Return all lines below containing the word "String".

------------

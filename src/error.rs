use thiserror::Error;

/// Streamgate application error types
#[derive(Error, Debug)]
pub enum Error {
    #[error("Configuration error: {0}")]
    Config(#[from] config::ConfigError),

    #[error("Serialization error: {0}")]
    Serialization(#[from] serde_json::Error),

    #[error("IO error: {0}")]
    Io(#[from] std::io::Error),

    #[error("HTTP client error: {0}")]
    Http(#[from] reqwest::Error),

    #[error("Invalid channel record: {message}")]
    InvalidChannel { message: String },
}

impl Error {
    pub fn invalid_channel(message: impl Into<String>) -> Self {
        Self::InvalidChannel {
            message: message.into(),
        }
    }
}

pub type Result<T> = std::result::Result<T, Error>;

------------

— Result for this task —
    InvalidChannel { message: String },
    pub fn invalid_channel(message: impl Into<String>) -> Self {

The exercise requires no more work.